• [Material provided]:
--------------------------------------------------

//! Company record.
//!
//! # Responsibility
//! - Describe one outreach target and how often it should be contacted.
//! - Normalize free-form contact lists before validation.
//!
//! # Invariants
//! - `communication_periodicity` is between one day and
//!   `MAX_COMMUNICATION_PERIODICITY` days, so a next date always exists.
//! - `name` and `location` are non-blank.
//! - `emails` and `phone_numbers` never contain blank entries after
//!   `normalize()`.

use crate::model::validation::ValidationError;
use crate::model::EntityKind;
use once_cell::sync::Lazy;
use regex::Regex;
use serde::{Deserialize, Serialize};
use uuid::Uuid;

/// Stable identifier of a company.
pub type CompanyId = Uuid;

/// Periodicity applied when a new company is drafted without one.
pub const DEFAULT_COMMUNICATION_PERIODICITY: u32 = 14;

/// Longest accepted periodicity, roughly one hundred years.
pub const MAX_COMMUNICATION_PERIODICITY: u32 = 36_500;

static EMAIL_RE: Lazy<Regex> =
    Lazy::new(|| Regex::new(r"^[^@\s]+@[^@\s]+$").expect("valid email regex"));

/// A company the user keeps in touch with.
#[derive(Debug, Clone, PartialEq, Eq, Serialize, Deserialize)]
pub struct Company {
    pub id: CompanyId,
    pub name: String,
    pub location: String,
    /// LinkedIn (or other social) profile URL.
    #[serde(default)]
    pub linkedin_profile: Option<String>,
    #[serde(default)]
    pub emails: Vec<String>,
    #[serde(default)]
    pub phone_numbers: Vec<String>,
    #[serde(default)]
    pub comments: String,
    /// Days between expected contacts.
    pub communication_periodicity: u32,
}

/// Company fields as entered by a user, before an id is assigned.
#[derive(Debug, Clone, PartialEq, Eq)]
pub struct CompanyDraft {
    pub name: String,
    pub location: String,
    pub linkedin_profile: Option<String>,
    pub emails: Vec<String>,
    pub phone_numbers: Vec<String>,
    pub comments: String,
    pub communication_periodicity: u32,
}

impl CompanyDraft {
    /// Starts a draft with empty contact lists and the default periodicity.
    pub fn new(name: impl Into<String>, location: impl Into<String>) -> Self {
        Self {
            name: name.into(),
            location: location.into(),
            linkedin_profile: None,
            emails: Vec::new(),
            phone_numbers: Vec::new(),
            comments: String::new(),
            communication_periodicity: DEFAULT_COMMUNICATION_PERIODICITY,
        }
    }

    /// Assigns `id` and returns the normalized company.
    ///
    /// The result is not validated; stores call `Company::validate()` on
    /// every write.
    pub fn into_company(self, id: CompanyId) -> Company {
        let mut company = Company {
            id,
            name: self.name,
            location: self.location,
            linkedin_profile: self.linkedin_profile,
            emails: self.emails,
            phone_numbers: self.phone_numbers,
            comments: self.comments,
            communication_periodicity: self.communication_periodicity,
        };
        company.normalize();
        company
    }
}

impl Company {
    /// Trims text fields and drops blank contact entries.
    ///
    /// A blank profile URL becomes `None`. Comments keep inner whitespace.
    pub fn normalize(&mut self) {
        self.name = self.name.trim().to_string();
        self.location = self.location.trim().to_string();
        self.linkedin_profile = self
            .linkedin_profile
            .take()
            .map(|url| url.trim().to_string())
            .filter(|url| !url.is_empty());
        self.emails = normalize_entries(&self.emails);
        self.phone_numbers = normalize_entries(&self.phone_numbers);
    }

    /// Checks record invariants.
    ///
    /// # Errors
    /// - `NilId` when `id` is nil.
    /// - `BlankField` when `name` or `location` is blank.
    /// - `InvalidPeriodicity` when periodicity is zero or above
    ///   `MAX_COMMUNICATION_PERIODICITY`.
    /// - `InvalidEmail` / `InvalidProfileUrl` for malformed contact data.
    pub fn validate(&self) -> Result<(), ValidationError> {
        if self.id.is_nil() {
            return Err(ValidationError::NilId(EntityKind::Company));
        }
        if self.name.trim().is_empty() {
            return Err(ValidationError::BlankField("company name"));
        }
        if self.location.trim().is_empty() {
            return Err(ValidationError::BlankField("company location"));
        }
        if !(1..=MAX_COMMUNICATION_PERIODICITY).contains(&self.communication_periodicity) {
            return Err(ValidationError::InvalidPeriodicity(
                self.communication_periodicity,
            ));
        }
        if let Some(email) = self
            .emails
            .iter()
            .find(|email| !EMAIL_RE.is_match(email.trim()))
        {
            return Err(ValidationError::InvalidEmail(email.clone()));
        }
        if let Some(url) = &self.linkedin_profile {
            let trimmed = url.trim();
            if !(trimmed.starts_with("http://") || trimmed.starts_with("https://")) {
                return Err(ValidationError::InvalidProfileUrl(url.clone()));
            }
        }
        Ok(())
    }
}

fn normalize_entries(values: &[String]) -> Vec<String> {
    values
        .iter()
        .map(|value| value.trim())
        .filter(|value| !value.is_empty())
        .map(str::to_string)
        .collect()
}

#[cfg(test)]
mod tests {
    use super::{
        Company, CompanyDraft, DEFAULT_COMMUNICATION_PERIODICITY, MAX_COMMUNICATION_PERIODICITY,
    };
    use crate::model::validation::ValidationError;
    use uuid::Uuid;

    fn draft() -> CompanyDraft {
        CompanyDraft::new(" Acme ", " Berlin ")
    }

    #[test]
    fn draft_defaults_periodicity_to_two_weeks() {
        assert_eq!(draft().communication_periodicity, DEFAULT_COMMUNICATION_PERIODICITY);
        assert_eq!(DEFAULT_COMMUNICATION_PERIODICITY, 14);
    }

    #[test]
    fn into_company_trims_and_drops_blank_entries() {
        let mut input = draft();
        input.emails = vec!["".to_string(), " sales@acme.test ".to_string()];
        input.phone_numbers = vec!["  ".to_string()];
        input.linkedin_profile = Some("   ".to_string());

        let company = input.into_company(Uuid::new_v4());
        assert_eq!(company.name, "Acme");
        assert_eq!(company.location, "Berlin");
        assert_eq!(company.emails, vec!["sales@acme.test".to_string()]);
        assert!(company.phone_numbers.is_empty());
        assert_eq!(company.linkedin_profile, None);
        company.validate().unwrap();
    }

    #[test]
    fn validate_rejects_zero_periodicity() {
        let mut company = draft().into_company(Uuid::new_v4());
        company.communication_periodicity = 0;
        assert_eq!(
            company.validate().unwrap_err(),
            ValidationError::InvalidPeriodicity(0)
        );
    }

    #[test]
    fn validate_bounds_periodicity_from_above() {
        let mut company = draft().into_company(Uuid::new_v4());
        company.communication_periodicity = MAX_COMMUNICATION_PERIODICITY;
        company.validate().unwrap();

        company.communication_periodicity = MAX_COMMUNICATION_PERIODICITY + 1;
        assert_eq!(
            company.validate().unwrap_err(),
            ValidationError::InvalidPeriodicity(MAX_COMMUNICATION_PERIODICITY + 1)
        );
    }

    #[test]
    fn validate_rejects_malformed_contact_data() {
        let mut company: Company = draft().into_company(Uuid::new_v4());
        company.emails = vec!["not-an-email".to_string()];
        assert!(matches!(
            company.validate().unwrap_err(),
            ValidationError::InvalidEmail(_)
        ));

        company.emails.clear();
        company.linkedin_profile = Some("linkedin.com/company/acme".to_string());
        assert!(matches!(
            company.validate().unwrap_err(),
            ValidationError::InvalidProfileUrl(_)
        ));
    }

    #[test]
    fn validate_rejects_blank_name_and_nil_id() {
        let company = CompanyDraft::new("  ", "Paris").into_company(Uuid::new_v4());
        assert_eq!(
            company.validate().unwrap_err(),
            ValidationError::BlankField("company name")
        );

        let company = CompanyDraft::new("Acme", "Paris").into_company(Uuid::nil());
        assert!(matches!(
            company.validate().unwrap_err(),
            ValidationError::NilId(_)
        ));
    }
}
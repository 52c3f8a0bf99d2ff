//! Serializable copy of all store collections.

use crate::model::communication::Communication;
use crate::model::company::Company;
use crate::model::method::{seed_communication_methods, CommunicationMethod};
use serde::{Deserialize, Serialize};

/// Whole-store snapshot used for import/export.
///
/// A snapshot without a `communication_methods` field gets the seed set.
#[derive(Debug, Clone, PartialEq, Eq, Serialize, Deserialize)]
pub struct StoreSnapshot {
    #[serde(default)]
    pub companies: Vec<Company>,
    #[serde(default)]
    pub communications: Vec<Communication>,
    #[serde(default = "seed_communication_methods")]
    pub communication_methods: Vec<CommunicationMethod>,
}

impl Default for StoreSnapshot {
    fn default() -> Self {
        Self {
            companies: Vec::new(),
            communications: Vec::new(),
            communication_methods: seed_communication_methods(),
        }
    }
}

--------------------------------------------------

• [Task prompt]: The answer should be one number, the count of lines in this material that include the word "EntityKind".

• [Expected answer]: 2